La nécessité d’une approche transitoire de la question gouvernementale dans les pays occidentaux est évidente. Lorsqu’un processus de radicalisation sociale se produit dans les États démocratiques, les masses luttent d’abord pour un gouvernement qui exprimera leurs aspirations dans le cadre des institutions existantes, et non pour le renversement du pouvoir de la bourgeoisie, tout comme elles luttent d’abord pour une augmentation de salaire sur leur lieu de travail et non pour l’expropriation des moyens de production.

Dans certaines conditions, l’accès électoral au gouvernement des forces socialistes, qu’elles soient modérées ou réformistes, peut jouer un rôle de relais entre les aspirations populaires et la lutte pour le pouvoir.
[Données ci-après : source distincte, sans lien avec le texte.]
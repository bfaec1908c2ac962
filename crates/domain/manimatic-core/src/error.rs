use std::fmt;

use serde::{Deserialize, Serialize};

use crate::events::CompileFailure;

#[derive(Debug, Clone, Copy, PartialEq, Eq, Hash, Serialize, Deserialize)]
#[serde(rename_all = "snake_case")]
pub enum ErrorKind {
    /// Detected locally before anything is sent.
    Validation,
    /// Probe failure, push channel failure or a rejected triggering call.
    Transport,
    /// Reported by the generation backend over the push channel.
    Generation,
    /// Reported by the compilation backend over the push channel.
    Compilation,
    /// No terminal event arrived before the deadline.
    Timeout,
}

impl fmt::Display for ErrorKind {
    fn fmt(&self, f: &mut fmt::Formatter<'_>) -> fmt::Result {
        let s = match self {
            ErrorKind::Validation => "validation",
            ErrorKind::Transport => "transport",
            ErrorKind::Generation => "generation",
            ErrorKind::Compilation => "compilation",
            ErrorKind::Timeout => "timeout",
        };
        f.write_str(s)
    }
}

#[derive(Debug, Clone, Default, PartialEq, Eq, Serialize, Deserialize)]
pub struct CompileDiagnostics {
    pub message: String,
    pub stdout: String,
    pub stderr: String,
    pub line: Option<u32>,
}

impl From<CompileFailure> for CompileDiagnostics {
    fn from(f: CompileFailure) -> Self {
        Self {
            message: f.message,
            stdout: f.stdout,
            stderr: f.stderr,
            line: f.line,
        }
    }
}

/// The single UI-facing error model. Every failure source funnels into this.
#[derive(Debug, Clone, PartialEq, Eq, Serialize, Deserialize, thiserror::Error)]
#[error("{kind} error: {message}")]
pub struct ErrorRecord {
    pub kind: ErrorKind,
    pub message: String,
    pub diagnostics: Option<CompileDiagnostics>,
}

impl ErrorRecord {
    pub fn new(kind: ErrorKind, message: impl Into<String>) -> Self {
        Self {
            kind,
            message: message.into(),
            diagnostics: None,
        }
    }

    pub fn validation(message: impl Into<String>) -> Self {
        Self::new(ErrorKind::Validation, message)
    }

    pub fn transport(message: impl Into<String>) -> Self {
        Self::new(ErrorKind::Transport, message)
    }

    pub fn timeout(message: impl Into<String>) -> Self {
        Self::new(ErrorKind::Timeout, message)
    }

    pub fn generation(message: impl Into<String>, details: Option<&str>) -> Self {
        let message = message.into();
        let message = match details.map(str::trim).filter(|d| !d.is_empty()) {
            Some(d) => format!("Generation failed: {message}\n{d}"),
            None => format!("Generation failed: {message}"),
        };
        Self::new(ErrorKind::Generation, message)
    }

    pub fn compilation(diagnostics: CompileDiagnostics) -> Self {
        Self {
            kind: ErrorKind::Compilation,
            message: format!("Compilation failed: {}", diagnostics.message),
            diagnostics: Some(diagnostics),
        }
    }
}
A un moment donné, le nouveau gouvernement se heurte à la résistance de la bourgeoisie et cela met en évidence la nécessité de radicaliser le processus vers une rupture anticapitaliste.

Front unique et le Front populaire

Combien de fois dans l’histoire avons-nous vu des gouvernements des travailleurs du type de celui préconisé par l’IC ? Les gouvernements régionaux de Saxe et de Thuringe, qui ont été les seuls cas concrets où l’IC a appliqué cette tactique, constituent une expérience unique et difficilement reproductible. La norme de ce que l’on appelle le gouvernement des travailleurs n’est peut-être pas aussi exigeante que celle de l’Octobre allemand, où le KPD avait un poids gouvernemental décisif, au point de prendre le contrôle de la police.

Mais même dans ce cas, un problème apparaît. Lorsqu’une poussée de la lutte des classes se traduit, d’une manière ou d’une autre, sur le terrain électoral et gouvernemental, nous rencontrons le plus souvent des gouvernements qui se situent dans un entre-deux instable entre un gouvernement des travailleurs et un gouvernement de conciliation de classes. Si l’on se réfère à certaines expériences historiques, on peut citer l’Unité populaire au Chili ou le gouvernement issu de la révolution des Œillets au Portugal comme exemples de ce type intermédiaire plus fréquent.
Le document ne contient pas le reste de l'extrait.